Backcourt: Derrick Rose and Dwyane Wade

While both may have exited their primes, make no mistake that Rose and Wade are formidable starters for an NBA team. Both finished last season averaging 18 points a game while grabbing about 4 rebounds and 4 assists each per game. Rose is a former MVP and Wade has appeared in 12 all-star games. The point here is that Rose and Wade have the talent to be difference makers. Perhaps the only knocks in Rose and Wade’s games would be their poor three-point shooting and a decrease in explosiveness from previous years, and the former is teachable and improvable especially on a Cavs offense run by LeBron. I’m really looking forward to seeing a dominant veteran presence and basketball IQ from this tandem. Wade is going to have flashbacks of playing with LeBron while Rose will finally remember what it is like to play for a winning team. I think this will boost both of their confidences and will improve their decision making and effort that are necessary to win big games. There should be a lot of expectations from Rose and Wade and I think they will have an answer.

Frontcourt: Kevin Love and Jae Crowder

This is going to be an intriguing setup. Ultimately Love should situate fine at center given that he spent much time playing there last season and will need to have an increased presence in the post this season. But two questions arise here: will this frontcourt be undersized and can they hold their own defensively?

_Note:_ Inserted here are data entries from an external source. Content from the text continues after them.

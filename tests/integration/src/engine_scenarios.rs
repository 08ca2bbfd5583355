//! Cross-crate engine scenarios with a scripted cluster.
//!
//! Exercises the full create/refresh/destroy lifecycle the way the
//! surrounding state-tracking layer drives it: the caller stores whatever
//! fingerprint the engine reports and passes it back on the next pass.

use std::sync::Arc;

use manifest_core::{Reconciliation, ResetReason, SyncEngine};
use manifest_test_utils::{Call, FakeCluster, ManifestDir};
use pretty_assertions::assert_eq;

fn engine(cluster: &Arc<FakeCluster>) -> SyncEngine {
    SyncEngine::new(Box::new(Arc::clone(cluster)))
}

/// The literal scenario: one file `a.txt` containing "hello", one live
/// resource at `/v1/ns/default/a`.
#[test]
fn literal_single_file_scenario() {
    let dir = ManifestDir::new().file("a.txt", "hello");
    let cluster = Arc::new(FakeCluster::with_selflinks(&["/v1/ns/default/a"]));
    let engine = engine(&cluster);

    // directory digest = sha1(sha1("hello") as hex)
    assert_eq!(
        manifest_fs::hash_directory(dir.path()).unwrap(),
        "9cf5caf6c36f5cccde8c73fad8894c958f4983da"
    );

    // First pass: previous fingerprint empty, combined value adopted.
    let first = engine.create_or_update(dir.path(), "").unwrap();
    assert_eq!(
        first.fingerprint(),
        "19185fa59780c89e966824a04d9199def308f7dd"
    );

    // Later: file content changed, stored fingerprint now stale.
    std::fs::write(dir.path().join("a.txt"), "world").unwrap();
    let second = engine.refresh(dir.path(), first.fingerprint()).unwrap();
    assert_eq!(
        second,
        Reconciliation::Reset {
            reason: ResetReason::Drifted
        }
    );
    assert_eq!(second.fingerprint(), "");
}

#[test]
fn full_lifecycle_create_refresh_destroy() {
    let dir = ManifestDir::new()
        .file("deployment.yaml", "kind: Deployment")
        .file("service.yaml", "kind: Service");
    let cluster = Arc::new(FakeCluster::with_selflinks(&[
        "/v1/ns/default/deploy",
        "/v1/ns/default/svc",
    ]));
    let engine = engine(&cluster);

    let created = engine.create_or_update(dir.path(), "").unwrap();
    assert!(created.is_tracked());

    // Stable acceptance: unchanged state keeps the same fingerprint.
    let refreshed = engine.refresh(dir.path(), created.fingerprint()).unwrap();
    assert_eq!(created, refreshed);

    engine.destroy(dir.path()).unwrap();

    let root = dir.path().to_path_buf();
    assert_eq!(
        cluster.calls(),
        vec![
            Call::Apply(root.clone()),
            Call::Query(root.clone()),
            Call::Query(root.clone()),
            Call::Delete(root),
        ]
    );
}

#[test]
fn vanished_live_resources_reset_the_fingerprint() {
    let dir = ManifestDir::new().file("a.yaml", "alpha");
    let cluster = Arc::new(FakeCluster::with_selflinks(&["/v1/a"]));
    let engine = engine(&cluster);

    let created = engine.create_or_update(dir.path(), "").unwrap();
    assert!(created.is_tracked());

    // Everything matching was deleted out-of-band.
    cluster.set_empty();
    let refreshed = engine.refresh(dir.path(), created.fingerprint()).unwrap();
    assert_eq!(
        refreshed,
        Reconciliation::Reset {
            reason: ResetReason::NoLiveResources
        }
    );
}

#[test]
fn update_after_drift_readopts_the_new_fingerprint() {
    let dir = ManifestDir::new().file("a.yaml", "alpha");
    let cluster = Arc::new(FakeCluster::with_selflinks(&["/v1/a"]));
    let engine = engine(&cluster);

    let created = engine.create_or_update(dir.path(), "").unwrap();

    // Manifest edited; refresh reports drift and the caller drops the
    // stored fingerprint.
    std::fs::write(dir.path().join("a.yaml"), "alpha-v2").unwrap();
    let drifted = engine.refresh(dir.path(), created.fingerprint()).unwrap();
    assert!(!drifted.is_tracked());

    // Re-applying with the cleared fingerprint adopts the new value.
    let reapplied = engine
        .create_or_update(dir.path(), drifted.fingerprint())
        .unwrap();
    assert!(reapplied.is_tracked());
    assert_ne!(reapplied.fingerprint(), created.fingerprint());
}

#[test]
fn renaming_without_reordering_preserves_the_fingerprint() {
    let cluster = Arc::new(FakeCluster::with_selflinks(&["/v1/a"]));
    let engine = engine(&cluster);

    let before = ManifestDir::new()
        .file("a.yaml", "alpha")
        .file("b.yaml", "beta");
    let after = ManifestDir::new()
        .file("aa.yaml", "alpha")
        .file("b.yaml", "beta");

    let fp_before = engine.refresh(before.path(), "").unwrap();
    let fp_after = engine.refresh(after.path(), "").unwrap();
    assert_eq!(fp_before.fingerprint(), fp_after.fingerprint());
}

#[test]
fn inserting_an_earlier_sorting_file_changes_the_fingerprint() {
    let cluster = Arc::new(FakeCluster::with_selflinks(&["/v1/a"]));
    let engine = engine(&cluster);

    let dir = ManifestDir::new().file("b.yaml", "beta");
    let original = engine.refresh(dir.path(), "").unwrap();

    let dir = dir.file("a.yaml", "alpha");
    let changed = engine.refresh(dir.path(), "").unwrap();
    assert_ne!(original.fingerprint(), changed.fingerprint());
}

I think both questions can be answered positively for the Cavs. The NBA, in its shift to the three-point offense, has made small-ball a commonality, so a 6’6” forward and a 6’10” big really shouldn’t play a long-lasting negative factor in the offense in terms of size. Meanwhile, Crowder is one of the best all-around defenders in the league and brings a sense of energy to the starting lineup that the Cavs lacked last year. This in turn should provide Kevin Love with an urgency to play defense especially when Crowder can replace the offense lost from Tristan Thompson behind the arc. Crowder’s ability to drill threes is critical for the success of this offense, but not to the point where we struggle incredibly if he isn’t putting up those shots. This frontcourt allows the Cavs to become a team that does not live or die by the three, but rather become a defense-orientated, high-post duo that can elevate a team with perhaps one or two triples a night each.

Everywhere: LeBron James

LeBron doesn’t have a frontcourt/backcourt distinction, he is the distinction. LeBron will be a PF one play and then handle the ball on the next. LeBron can make up for either side if it is struggling, and sometimes even perform better in that role than the original starter. The Cavs know and will take advantage of the fact that LeBron can change the face of a lineup by just playing basketball. LeBron’s court vision is superior, he is physically a monster on the court, and  he can finish arguably better than anyone. Therefore, I don’t think LeBron is any more of a guard than he is a forward or even a center. But LeBron is undeniably the centerpiece of this starting lineup and without him I think the entire play style and tempo would have to be tweaked for the Cavs to be competitive.